Walter Mischel performed research in the ’60s and ’70s on just this topic. His research focused on having younger children (ages 3-5) sit at a table where there was a marshmallow on a plate. They were told that if they could wait for the researcher to return, they’d get 2 more for a total of 3. The researcher would be gone for as long as 20 minutes, but usually about 15.

Interestingly, those children that were able to delay their gratification during the marshmellow test usually did better in terms of cognitive ability, their ability to manage stress and frustration during adolescence, and they even did better on their SAT scores.

Now, I’m not saying that any child that is able to delay their own gratification is automatically going to be a better employee in their adulthood. These results MAY be true, but they may also not be true.

Hey – let’s do that marshmallow test again

In later years (2013), the test repeated, but with two other pre-tests added. The changes attempted to show the children whether the environment was “stable” or “unstable.” In this testing scenario, the two pre-tests consisted of this:

1) they were asked to complete an art task – make a crayon drawing. All of the children were given old, used crayons, and they were told that the researcher had to leave the room to get a new set with more colors in them. After 2.5 minutes, half of the researchers returned, but “forgot” the new crayons. In the other half, the researchers came back with the promised new set of crayons.

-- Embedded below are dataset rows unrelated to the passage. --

//! Backfilling change events from the historical director dataset.
//!
//! The historical import predates the announcement scraper. For every
//! historical appointment or resignation that no change event covers, a
//! synthetic event is inserted. The check is re-derived from the store on
//! each run, so running twice inserts nothing the second time.

use std::collections::HashMap;

use chrono::NaiveDate;
use tracing::{debug, error, info, warn};

use crate::{
  Error, Result,
  change::{ChangeEvent, ChangeType, HistoricalDirectorRecord, real_date},
  identity::Identity,
  matcher::{NameKeys, resolve_representative},
  store::RegistryStore,
};

/// Counters for one reconciliation run.
#[derive(Debug, Clone, Copy, Default, PartialEq, Eq)]
pub struct ReconcileReport {
  pub examined:              usize,
  /// Records no identity could be found for.
  pub unresolved:            usize,
  pub appointments_inserted: usize,
  pub resignations_inserted: usize,
  /// Synthetic events whose upsert failed; retried on the next run.
  pub failed:                usize,
}

/// Which events an existing change-event set already covers for one
/// historical record.
#[derive(Debug, Default, Clone, Copy, PartialEq, Eq)]
struct Coverage {
  appointment: bool,
  resignation: bool,
  affiliation: bool,
}

/// A change event paired with its precomputed name forms.
struct KnownEvent {
  event: ChangeEvent,
  keys:  NameKeys,
}

impl KnownEvent {
  fn new(event: ChangeEvent) -> Self {
    let keys = NameKeys::forms(event.person_title.as_deref(), &event.person_name);
    Self { event, keys }
  }
}

/// Drives reconciliation over one store.
pub struct GapReconciler<'a, S> {
  store: &'a S,
}

impl<'a, S: RegistryStore> GapReconciler<'a, S> {
  pub fn new(store: &'a S) -> Self { Self { store } }

  /// Reconcile every historical record, one at a time.
  ///
  /// Failing to load the inputs aborts the run with [`Error::Lookup`]. A
  /// failed insert for one record is logged and the run moves on.
  pub async fn run(&self) -> Result<ReconcileReport> {
    let historical = self
      .store
      .fetch_historical_records()
      .await
      .map_err(Error::lookup)?;
    let mut identities = self
      .store
      .fetch_all_identities()
      .await
      .map_err(Error::lookup)?;
    let events = self
      .store
      .fetch_all_change_events()
      .await
      .map_err(Error::lookup)?;

    identities.sort_by_key(|i| i.secondary_id);
    let identity_keys: Vec<(NameKeys, &Identity)> = identities
      .iter()
      .map(|i| (NameKeys::of_identity(i), i))
      .collect();
    let by_id: HashMap<i64, Identity> = identities
      .iter()
      .map(|i| (i.secondary_id, i.clone()))
      .collect();
    let mut known: Vec<KnownEvent> = events.into_iter().map(KnownEvent::new).collect();

    info!(
      historical = historical.len(),
      identities = identities.len(),
      events = known.len(),
      "starting gap reconciliation",
    );

    let mut report = ReconcileReport::default();
    for record in &historical {
      report.examined += 1;

      let record_keys = NameKeys::forms(record.title.as_deref(), &record.director_name);
      let Some((keys, identity)) = identity_keys.iter().find(|(keys, _)| keys.matches(&record_keys))
      else {
        warn!(director = %record.director_name, "no identity found for historical record");
        report.unresolved += 1;
        continue;
      };

      let related = resolve_representative(&by_id, identity.primary_id);
      let coverage = coverage(record, keys, &known);

      for synthetic in synthesize(record, coverage, related) {
        let change_type = synthetic.change_type;
        match self.store.upsert_change_event(synthetic.clone()).await {
          Ok(_) => {
            info!(
              affiliation = record.affiliation_code.as_deref().unwrap_or_default(),
              director = %record.director_name,
              date = ?synthetic.date_of_change,
              %change_type,
              "inserted missing change event",
            );
            match change_type {
              ChangeType::Appointment => report.appointments_inserted += 1,
              _ => report.resignations_inserted += 1,
            }
            known.push(KnownEvent::new(synthetic));
          }
          Err(e) => {
            error!(
              director = %record.director_name,
              %change_type,
              error = %e,
              "failed to insert change event",
            );
            report.failed += 1;
          }
        }
      }
    }

    info!(?report, "gap reconciliation finished");
    Ok(report)
  }
}

/// Check the events naming `identity_keys` against one historical record.
fn coverage(
  record: &HistoricalDirectorRecord,
  identity_keys: &NameKeys,
  known: &[KnownEvent],
) -> Coverage {
  let mut coverage = Coverage::default();

  let same_affiliation = known.iter().filter(|k| {
    k.keys.matches(identity_keys)
      && same_code(&k.event.affiliation_code, &record.affiliation_code)
  });

  for KnownEvent { event, .. } in same_affiliation {
    coverage.affiliation = true;
    let on = |date: Option<NaiveDate>| date.is_some() && event.date_of_change == date;
    if event.change_type.is_departure() {
      coverage.resignation |= on(record.resignation_date);
    } else {
      coverage.appointment |= on(record.appointment_date);
    }
  }

  // A name match under another company covers neither event.
  if !coverage.affiliation {
    coverage.appointment = false;
    coverage.resignation = false;
  }
  coverage
}

fn same_code(a: &Option<String>, b: &Option<String>) -> bool {
  a.as_deref().unwrap_or_default().trim() == b.as_deref().unwrap_or_default().trim()
}

/// The synthetic events still missing for `record`.
fn synthesize(
  record: &HistoricalDirectorRecord,
  coverage: Coverage,
  related: Option<i64>,
) -> Vec<ChangeEvent> {
  let mut missing = Vec::new();

  match real_date(record.appointment_date) {
    Some(date) if !coverage.appointment => {
      let mut event = base_event(record, ChangeType::Appointment, date, related);
      event.designation = record.designation.clone();
      missing.push(event);
    }
    Some(_) => {}
    None => skipped(record, "appointment", record.appointment_date),
  }

  match real_date(record.resignation_date) {
    Some(date) if !coverage.resignation => {
      let mut event = base_event(record, ChangeType::Resignation, date, related);
      event.previous_position = record.designation.clone();
      missing.push(event);
    }
    Some(_) => {}
    None => skipped(record, "resignation", record.resignation_date),
  }

  missing
}

fn skipped(record: &HistoricalDirectorRecord, what: &str, date: Option<NaiveDate>) {
  if date.is_some() {
    debug!(director = %record.director_name, what, "placeholder date, not an event");
  }
}

fn base_event(
  record: &HistoricalDirectorRecord,
  change_type: ChangeType,
  date: NaiveDate,
  related: Option<i64>,
) -> ChangeEvent {
  let mut event = ChangeEvent::new(record.director_name.clone(), change_type);
  event.company_name = record.company_name.clone();
  event.affiliation_code = record.affiliation_code.clone();
  event.person_title = record.title.clone();
  event.person_birth_year = record.birth_year();
  event.gender = record.gender.clone();
  event.nationality = record.nationality.clone();
  event.date_announced = Some(date);
  event.date_of_change = Some(date);
  event.related_identity = related;
  event
}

2) pre-test number 2 was similarly constructed and executed, but using stickers.

3) then the marshmallow test was repeated. In the first half of the children (in the unreliable setting), the children ate their marshmallows within about 3 minutes.

In the second group, the average wait time was about 12 minutes (a substantial difference!) before the children ate the marshmallows. This “proves” that nature and nurture can have an effect on the outcomes of tests and the ability on whether to delay gratification.


Several researchers, including Mischel, repeated the tests again in the late 201xs, and found that, instead of younger people (ages 3-5 again) having less ability to delay gratification (as was almost expected given cell phones, streaming video, and on-demand everything), this ability was actually enhanced.

The researchers suggest that the rise in IQ over the last few decades may also cause an increase in EQ. They went on to say that, with the changes in the economy, globalization and changes in technology, that people now have an improved ability to think in an abstract sense. Having this ability allows one to enjoy a greater ability to perform executive tasks. Perhaps making this one of the 7 best overall traits employers value.

Even with all of this, no one has been able to say with any certainty that the ability to delay your own gratification equates to the ability to be a better employee. Much more study needs to be completed and following the scientific method more closely.

Point of the Post

Patience with others is indeed a virtue. And you can cultivate and improve it.